The machine has been serving pretty well for its main task. Now that our LSF cluster starts behaving a little bit better we can use the spare cycles for other jobs. A colleague contacted me asking me for access to our machine. His group needed to run some perl code that was suppose to use more than 4G or ram. The first thing we checked was if our perl distribution (macports) was 64 bits. It wasn't. I must admit I didn't even care until then. But I always thought the binary would be 64 bits. It was not:
drio@arad /hgsc/solid/corona_lite/bin $ otool -tv ./mapreads ./mapreads: (__TEXT,__text) section start: 00002468 pushl $0x00 __SNIP___ 00002495 movl %ebx,0x0c(%esp) 00002499 calll 0x00004cf2 0000249e movl %eax,0x00(%esp) 000024a2 calll 0x00101081 __SNIP__
My first thought was, oh well, less check the macports framework, I am sure they had some flags to recompile in 64 bits mode. There isn't. I even asked in the IRC channel. The next logical move was to try to compile everything from scratch, but, the effort will be too much. I would had had to recompile not only perl but also all the dependencies.

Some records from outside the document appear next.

use chrono::Utc;

use crate::db::repository::CacheRepository;
use crate::db::Database;
use crate::error::Result;
use crate::models::{CacheStats, DocumentResult};

/// Content-addressed cache of reconstruction results.
///
/// Keyed by the fingerprint of the raw image bytes, never the filename,
/// so byte-identical uploads always resolve to the same entry. `store`
/// followed by `lookup` on the same fingerprint returns the stored value;
/// concurrent stores for one fingerprint settle on whichever writer
/// finished last.
#[derive(Clone)]
pub struct ResultCache {
    db: Database,
}

impl ResultCache {
    pub fn new(db: Database) -> Self {
        Self { db }
    }

    /// Pure read; no side effects.
    pub async fn lookup(&self, fingerprint: &str) -> Result<Option<DocumentResult>> {
        let conn = self.db.connect()?;
        CacheRepository::get(&conn, fingerprint).await
    }

    pub async fn store(&self, fingerprint: &str, result: &DocumentResult) -> Result<()> {
        let conn = self.db.connect()?;
        CacheRepository::upsert(&conn, fingerprint, result, Utc::now()).await
    }

    pub async fn stats(&self) -> Result<CacheStats> {
        let conn = self.db.connect()?;
        Ok(CacheStats {
            entry_count: CacheRepository::count(&conn).await?,
        })
    }

    /// Full eviction. Irreversible.
    pub async fn clear(&self) -> Result<u64> {
        let conn = self.db.connect()?;
        CacheRepository::clear(&conn).await
    }
}
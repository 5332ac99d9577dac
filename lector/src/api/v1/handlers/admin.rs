//! v1 Admin handlers.

use axum::extract::State;

use crate::api::v1::dto::{CacheClearResponse, RetentionRunResponse};
use crate::api::v1::response::{ApiResponse, ErrorCode};
use crate::api::AppState;

/// `POST /api/v1/admin/retention:run`
///
/// Runs one retention sweep on demand, independent of the background
/// interval loop.
#[utoipa::path(
    post,
    path = "/api/v1/admin/retention:run",
    tag = "admin",
    responses(
        (status = 200, description = "Sweep completed", body = RetentionRunResponse),
    ),
    security(("bearer_auth" = []))
)]
pub async fn run_retention(State(state): State<AppState>) -> ApiResponse<RetentionRunResponse> {
    match state.retention.run_once().await {
        Ok(files_removed) => ApiResponse::success(RetentionRunResponse { files_removed }),
        Err(e) => ApiResponse::error(
            ErrorCode::InternalError,
            format!("Retention sweep failed: {e}"),
        ),
    }
}

/// `POST /api/v1/admin/cache:clear`
///
/// Full cache eviction. Irreversible; history is untouched.
#[utoipa::path(
    post,
    path = "/api/v1/admin/cache:clear",
    tag = "admin",
    responses(
        (status = 200, description = "Cache cleared", body = CacheClearResponse),
    ),
    security(("bearer_auth" = []))
)]
pub async fn clear_cache(State(state): State<AppState>) -> ApiResponse<CacheClearResponse> {
    match state.cache.clear().await {
        Ok(entries_removed) => ApiResponse::success(CacheClearResponse { entries_removed }),
        Err(e) => e.into(),
    }
}
#![allow(dead_code)]

use std::path::{Path, PathBuf};

use lector::config::{
    Config, DatabaseConfig, EngineConfig, EnhanceConfig, ReconstructConfig, RetentionConfig,
    ServerConfig, StorageConfig,
};
use lector::db::Database;
use lector::engine::EngineProvider;
use lector::services::{HistoryLog, ResultCache, ScanService};
use lector::storage::ArtifactStore;

/// A flat test PNG. Vary `shade` to get byte-distinct images.
pub fn test_png(width: u32, height: u32, shade: u8) -> Vec<u8> {
    let img = image::RgbImage::from_pixel(width, height, image::Rgb([shade, shade, shade]));
    let mut out = Vec::new();
    image::DynamicImage::ImageRgb8(img)
        .write_to(&mut std::io::Cursor::new(&mut out), image::ImageFormat::Png)
        .unwrap();
    out
}

/// One engine wire detection for wiremock response bodies.
pub fn engine_detection(x: f32, top_y: f32, text: &str, confidence: f32) -> serde_json::Value {
    serde_json::json!({
        "polygon": [
            [x, top_y],
            [x + 40.0, top_y],
            [x + 40.0, top_y + 20.0],
            [x, top_y + 20.0]
        ],
        "text": text,
        "confidence": confidence
    })
}

pub fn test_config(tmp: &Path, engine_base_url: Option<String>) -> Config {
    Config {
        server: ServerConfig {
            host: "127.0.0.1".to_string(),
            port: 3000,
            api_keys: vec![],
        },
        database: DatabaseConfig {
            url: format!("file:{}", tmp.join("lector.db").display()),
            auth_token: None,
            local_path: None,
        },
        storage: StorageConfig {
            upload_dir: tmp.join("uploads").to_str().unwrap().to_string(),
            processed_dir: tmp.join("processed").to_str().unwrap().to_string(),
            max_upload_bytes: 10 * 1024 * 1024,
        },
        engine: EngineConfig {
            base_url: engine_base_url,
            api_key: None,
            timeout_secs: 5,
            profile: "accurate".to_string(),
        },
        enhance: EnhanceConfig {
            max_width: 2000,
            contrast: 1.3,
            sharpen: 1.5,
            denoise: true,
        },
        reconstruct: ReconstructConfig {
            line_threshold: 15.0,
            min_confidence: 0.3,
        },
        retention: RetentionConfig {
            max_age_secs: 86400,
            sweep_interval_secs: 3600,
        },
    }
}

/// Everything a service-level test needs, built over an in-memory
/// database and temp artifact directories.
pub struct TestContext {
    pub config: Config,
    pub db: Database,
    pub cache: ResultCache,
    pub history: HistoryLog,
    pub scans: ScanService,
    pub uploads_dir: PathBuf,
    pub processed_dir: PathBuf,
}

pub async fn test_context(tmp: &Path, engine_base_url: Option<String>) -> TestContext {
    let config = test_config(tmp, engine_base_url);
    let db = Database::new(&config.database).await.unwrap();
    let engine = EngineProvider::new(&config.engine);
    let artifacts = ArtifactStore::new(&config.storage).await.unwrap();

    let cache = ResultCache::new(db.clone());
    let history = HistoryLog::new(db.clone());
    let scans = ScanService::new(
        engine,
        cache.clone(),
        history.clone(),
        artifacts,
        &config,
    );

    TestContext {
        uploads_dir: PathBuf::from(&config.storage.upload_dir),
        processed_dir: PathBuf::from(&config.storage.processed_dir),
        config,
        db,
        cache,
        history,
        scans,
    }
}

/// Names of regular files in a directory.
pub fn dir_filenames(dir: &Path) -> Vec<String> {
    match std::fs::read_dir(dir) {
        Ok(entries) => entries
            .filter_map(|e| e.ok())
            .filter(|e| e.file_type().map(|t| t.is_file()).unwrap_or(false))
            .map(|e| e.file_name().to_string_lossy().into_owned())
            .collect(),
        Err(_) => Vec::new(),
    }
}
use std::path::PathBuf;
use std::time::{Duration, SystemTime};

use tracing::{debug, info, warn};

use crate::config::RetentionConfig;
use crate::error::Result;

/// Sweeper responsible for reclaiming aged artifact files.
///
/// The filesystem is ground truth: a file is eligible once
/// `now - mtime > max_age`, regardless of any database row referencing
/// it. Cache entries and history records pointing at a reclaimed file
/// become dangling on purpose; the cached text stays servable. Foreground
/// requests mutate these directories concurrently, so files appearing or
/// vanishing mid-sweep are routine, never errors.
#[derive(Clone)]
pub struct RetentionSweeper {
    dirs: Vec<PathBuf>,
    max_age: Duration,
    interval_secs: u64,
}

impl RetentionSweeper {
    pub fn new(dirs: Vec<PathBuf>, config: &RetentionConfig) -> Self {
        Self {
            dirs,
            max_age: Duration::from_secs(config.max_age_secs),
            interval_secs: config.sweep_interval_secs,
        }
    }

    /// Run a single sweep across all artifact directories.
    ///
    /// Per-file failures are logged and skipped; they never abort the
    /// sweep. Returns the number of files removed.
    pub async fn run_once(&self) -> Result<u64> {
        info!("Starting retention sweep");

        let now = SystemTime::now();
        let mut removed = 0u64;
        let mut errors = 0u64;

        for dir in &self.dirs {
            let mut entries = match tokio::fs::read_dir(dir).await {
                Ok(entries) => entries,
                Err(e) => {
                    warn!(dir = %dir.display(), error = %e, "Skipping unreadable artifact directory");
                    continue;
                }
            };

            loop {
                let entry = match entries.next_entry().await {
                    Ok(Some(entry)) => entry,
                    Ok(None) => break,
                    Err(e) => {
                        warn!(dir = %dir.display(), error = %e, "Failed to read directory entry");
                        errors += 1;
                        break;
                    }
                };

                let path = entry.path();

                let metadata = match entry.metadata().await {
                    Ok(m) => m,
                    Err(e) => {
                        debug!(path = %path.display(), error = %e, "File vanished mid-sweep");
                        continue;
                    }
                };
                if !metadata.is_file() {
                    continue;
                }

                let modified = match metadata.modified() {
                    Ok(m) => m,
                    Err(e) => {
                        warn!(path = %path.display(), error = %e, "No modification time, skipping");
                        errors += 1;
                        continue;
                    }
                };

                let age = match now.duration_since(modified) {
                    Ok(age) => age,
                    // mtime in the future: the file is not expired.
                    Err(_) => continue,
                };

                if age > self.max_age {
                    match tokio::fs::remove_file(&path).await {
                        Ok(()) => {
                            debug!(path = %path.display(), age_secs = age.as_secs(), "Removed expired artifact");
                            removed += 1;
                        }
                        Err(e) => {
                            warn!(path = %path.display(), error = %e, "Failed to remove expired artifact");
                            errors += 1;
                        }
                    }
                }
            }
        }

        info!(
            "Retention sweep complete: {} removed, {} errors",
            removed, errors
        );

        Ok(removed)
    }

    pub fn interval_secs(&self) -> u64 {
        self.interval_secs
    }
}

All these made me reconsider if a macpro is a ideal machine for this
kind of tasks. The machine has already paid off his cost with all the
solid analysis we have done with it. But, now, if we want to run some
ram intensive code, we are a little bit screwed up. A Dell/HP/etc...
linux box will be perfect here (Check my other posts, we got one).
Another issue here is the noise. Initially we got the macpro because
it was very powerful yet very quiet. There is nothing like that
in the PC market. But, well, who cares, I can put the machine in the
lab, in front of the sequencers. Noise is not a problem there.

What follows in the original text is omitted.